In 2004, a NOAA report Dr. Dokka coauthored showed that between 1920 and 1995, the coast from Texas to Alabama was sinking. The highest rates were along the Louisiana coast, and the pace was far faster than previous studies had indicated.

He points to a metal "benchmark" here in Cocodrie, on the Louisiana coast. It's a disc-capped steel rod that many years ago was driven deep into the ground until it hit something immovable. Then, the disk was at ground level.

"When we first came out here and looked in 2002, that benchmark was 200 millimeters off the ground," he says.

On this day, he measures it again. The disk now hovers some 259 millimeters above the ground. The land has subsided roughly two inches in four years. At that rate, this patch of Louisiana would drop another four feet – and dip below sea level – in 100 years.

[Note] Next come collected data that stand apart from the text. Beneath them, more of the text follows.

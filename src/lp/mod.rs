// Copyright (c) 2026 The rs-netopt developers
//
// This program is free software: you can redistribute it and/or
// modify it under the terms of the GNU General Public License as
// published by the Free Software Foundation, either version 3 of the
// License, or (at your option) any later version.
//
// This program is distributed in the hope that it will be useful, but
// WITHOUT ANY WARRANTY; without even the implied warranty of
// MERCHANTABILITY or FITNESS FOR A PARTICULAR PURPOSE.  See the GNU
// General Public License for more details.
//
// You should have received a copy of the GNU General Public License
// along with this program.  If not, see  <http://www.gnu.org/licenses/>
//

//! Linear and integer linear programs.
//!
//! A [`Problem`] is a model with bounded variables, linear constraints and a
//! linear objective. It is solved by a dense two-phase
//! [simplex](self::simplex) method or, if some variables are integer, by
//! [branch and bound](self::branch) on top of the simplex.
//!
//! # Example
//!
//! ```
//! use rs_netopt::lp::{Problem, Relation, Sense};
//! use rs_netopt::SolutionState;
//!
//! // maximize x + 2y  s.t.  x + y <= 4,  x <= 2,  y <= 3
//! let mut p = Problem::new(Sense::Maximize);
//! let x = p.add_var("x", 0.0, 2.0, false).unwrap();
//! let y = p.add_var("y", 0.0, 3.0, false).unwrap();
//! p.add_constraint(vec![(x, 1.0), (y, 1.0)], Relation::Le, 4.0).unwrap();
//! p.set_objective(vec![(x, 1.0), (y, 2.0)]).unwrap();
//!
//! let sol = p.solve().unwrap();
//! assert_eq!(sol.state, SolutionState::Optimal);
//! assert!((sol.objective - 7.0).abs() < 1e-9);
//! assert!((sol.value(x) - 1.0).abs() < 1e-9);
//! ```

use crate::error::{Error, Result};
pub use crate::mcf::SolutionState;

use serde_derive::{Deserialize, Serialize};
use std::fmt;

pub mod branch;
pub mod simplex;

/// Direction of optimization.
#[derive(Clone, Copy, PartialEq, Eq, Debug, Serialize, Deserialize)]
#[serde(rename_all = "kebab-case")]
pub enum Sense {
    Minimize,
    Maximize,
}

impl Default for Sense {
    fn default() -> Self {
        Sense::Minimize
    }
}

/// Relation between the left and right hand side of a constraint.
#[derive(Clone, Copy, PartialEq, Eq, Debug, Serialize, Deserialize)]
#[serde(rename_all = "kebab-case")]
pub enum Relation {
    /// `lhs <= rhs`
    Le,
    /// `lhs >= rhs`
    Ge,
    /// `lhs == rhs`
    Eq,
}

impl fmt::Display for Relation {
    fn fmt(&self, f: &mut fmt::Formatter) -> fmt::Result {
        let s = match self {
            Relation::Le => "<=",
            Relation::Ge => ">=",
            Relation::Eq => "=",
        };
        write!(f, "{}", s)
    }
}

/// Handle of a variable in a [`Problem`].
#[derive(PartialEq, Eq, PartialOrd, Ord, Clone, Copy, Debug, Hash)]
pub struct Var(usize);

impl Var {
    pub fn index(self) -> usize {
        self.0
    }
}

/// A variable with its bounds.
#[derive(Clone, Debug)]
pub struct Variable {
    pub name: String,
    pub lower: f64,
    /// Upper bound, may be `f64::INFINITY`.
    pub upper: f64,
    pub integer: bool,
}

/// A linear constraint `sum(coef * var) relation rhs`.
#[derive(Clone, Debug)]
pub struct Constraint {
    pub terms: Vec<(Var, f64)>,
    pub relation: Relation,
    pub rhs: f64,
}

impl Constraint {
    /// Evaluate the left hand side.
    pub fn lhs(&self, values: &[f64]) -> f64 {
        self.terms.iter().map(|&(v, c)| c * values[v.index()]).sum()
    }

    /// Return `true` if `values` satisfy the constraint within `tol`.
    pub fn is_satisfied(&self, values: &[f64], tol: f64) -> bool {
        let lhs = self.lhs(values);
        match self.relation {
            Relation::Le => lhs <= self.rhs + tol,
            Relation::Ge => lhs >= self.rhs - tol,
            Relation::Eq => (lhs - self.rhs).abs() <= tol,
        }
    }
}

/// Options of the simplex method.
#[derive(Clone, Debug)]
pub struct LpOptions {
    /// Tolerance for pivot elements and reduced costs.
    pub tol: f64,
    /// Tolerance for the phase 1 objective, larger values are infeasible.
    pub feas_tol: f64,
    /// Maximal number of pivots.
    pub max_iter: usize,
}

impl Default for LpOptions {
    fn default() -> Self {
        LpOptions {
            tol: 1e-9,
            feas_tol: 1e-7,
            max_iter: 50_000,
        }
    }
}

/// Options of branch and bound.
#[derive(Clone, Debug)]
pub struct BranchOptions {
    /// Maximal number of subproblems.
    pub max_nodes: usize,
    /// Tolerance for integer feasibility.
    pub int_tol: f64,
    /// Subproblems not better than the incumbent by this amount are pruned.
    pub gap_tol: f64,
    /// Options of the LP solver.
    pub lp: LpOptions,
}

impl Default for BranchOptions {
    fn default() -> Self {
        BranchOptions {
            max_nodes: 100_000,
            int_tol: 1e-6,
            gap_tol: 1e-6,
            lp: LpOptions::default(),
        }
    }
}

/// The solution of a [`Problem`].
#[derive(Clone, Debug)]
pub struct Solution {
    pub state: SolutionState,
    /// Objective value, only meaningful if the state is `Optimal`.
    pub objective: f64,
    /// Variable values, empty unless the state is `Optimal`.
    pub values: Vec<f64>,
    /// Number of simplex pivots.
    pub iterations: usize,
}

impl Solution {
    pub(crate) fn without_values(state: SolutionState, iterations: usize) -> Self {
        Solution {
            state,
            objective: 0.0,
            values: vec![],
            iterations,
        }
    }

    pub fn is_optimal(&self) -> bool {
        self.state == SolutionState::Optimal
    }

    /// The value of a variable (zero if there is no solution).
    pub fn value(&self, v: Var) -> f64 {
        self.values.get(v.index()).copied().unwrap_or(0.0)
    }
}

/// A linear program with optional integer variables.
#[derive(Clone, Debug)]
pub struct Problem {
    sense: Sense,
    vars: Vec<Variable>,
    constraints: Vec<Constraint>,
    objective: Vec<(Var, f64)>,
}

impl Problem {
    /// Create an empty problem.
    pub fn new(sense: Sense) -> Self {
        Problem {
            sense,
            vars: vec![],
            constraints: vec![],
            objective: vec![],
        }
    }

    pub fn sense(&self) -> Sense {
        self.sense
    }

    pub fn num_vars(&self) -> usize {
        self.vars.len()
    }

    pub fn num_constraints(&self) -> usize {
        self.constraints.len()
    }

    pub fn var(&self, v: Var) -> &Variable {
        &self.vars[v.index()]
    }

    pub fn vars(&self) -> impl Iterator<Item = &Variable> {
        self.vars.iter()
    }

    pub fn constraints(&self) -> &[Constraint] {
        &self.constraints
    }

    pub fn objective(&self) -> &[(Var, f64)] {
        &self.objective
    }

    /// Return `true` if some variable must be integral.
    pub fn has_integers(&self) -> bool {
        self.vars.iter().any(|v| v.integer)
    }

    /// Add a new variable with bounds `lower <= x <= upper`.
    ///
    /// The lower bound must be finite.
    pub fn add_var(&mut self, name: &str, lower: f64, upper: f64, integer: bool) -> Result<Var> {
        if !lower.is_finite() || upper.is_nan() || lower > upper {
            return Err(Error::InvalidBounds {
                name: name.to_string(),
                lower,
                upper,
            });
        }
        self.vars.push(Variable {
            name: name.to_string(),
            lower,
            upper,
            integer,
        });
        Ok(Var(self.vars.len() - 1))
    }

    /// Add a binary variable.
    pub fn add_binary(&mut self, name: &str) -> Result<Var> {
        self.add_var(name, 0.0, 1.0, true)
    }

    fn check_terms(&self, terms: &[(Var, f64)]) -> Result<()> {
        for &(v, c) in terms {
            if v.index() >= self.vars.len() {
                return Err(Error::InvalidData(format!("unknown variable {}", v.index())));
            }
            if !c.is_finite() {
                return Err(Error::InvalidData(format!(
                    "coefficient of '{}' is not finite",
                    self.vars[v.index()].name
                )));
            }
        }
        Ok(())
    }

    /// Add a constraint and return its index.
    pub fn add_constraint(&mut self, terms: Vec<(Var, f64)>, relation: Relation, rhs: f64) -> Result<usize> {
        self.check_terms(&terms)?;
        if !rhs.is_finite() {
            return Err(Error::InvalidData("right hand side is not finite".to_string()));
        }
        self.constraints.push(Constraint { terms, relation, rhs });
        Ok(self.constraints.len() - 1)
    }

    /// Set the objective function.
    pub fn set_objective(&mut self, terms: Vec<(Var, f64)>) -> Result<()> {
        self.check_terms(&terms)?;
        self.objective = terms;
        Ok(())
    }

    /// Evaluate the objective function.
    pub fn objective_value(&self, values: &[f64]) -> f64 {
        self.objective.iter().map(|&(v, c)| c * values[v.index()]).sum()
    }

    /// Return `true` if `values` satisfy all bounds and constraints.
    pub fn is_feasible(&self, values: &[f64], tol: f64) -> bool {
        values.len() == self.vars.len()
            && self
                .vars
                .iter()
                .zip(values)
                .all(|(v, &x)| x >= v.lower - tol && x <= v.upper + tol && (!v.integer || (x - x.round()).abs() <= tol))
            && self.constraints.iter().all(|c| c.is_satisfied(values, tol))
    }

    /// Solve the problem with default options.
    ///
    /// Uses branch and bound if some variable is integer, otherwise the
    /// simplex method.
    pub fn solve(&self) -> Result<Solution> {
        if self.has_integers() {
            branch::solve(self, &BranchOptions::default())
        } else {
            simplex::solve(self, &LpOptions::default())
        }
    }
}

Dokka holds that subsidence rates for southern Louisiana are too high to attribute all of the problem to trends in surface sediment or to human activities, such as pumping out groundwater. He holds that deeper, tectonic forces – the weight of accumulated sediment depressing the crust – and local faulting play a much larger role than previously believed. The danger: Wetlands restoration, which is important for many other reasons, nevertheless may be oversold as a defense against sea-level rise and storm surge if the land keeps sinking.

To be sure, Dokka's appears to be a minority view at the moment among scientists studying Louisiana's coast.

Based on his own work, Tulane University geologist Torbjörn Törnqvist suggests that the Mississippi Delta is tectonically stable and that the bulk of the subsidence problem occurs in soil layers at depths shallow enough to allow for human restoration efforts to help significantly.

The different viewpoints could make it difficult for policymakers to design the long-term flood protection that the region needs.

"I feel bad for people who have to develop policies," he says.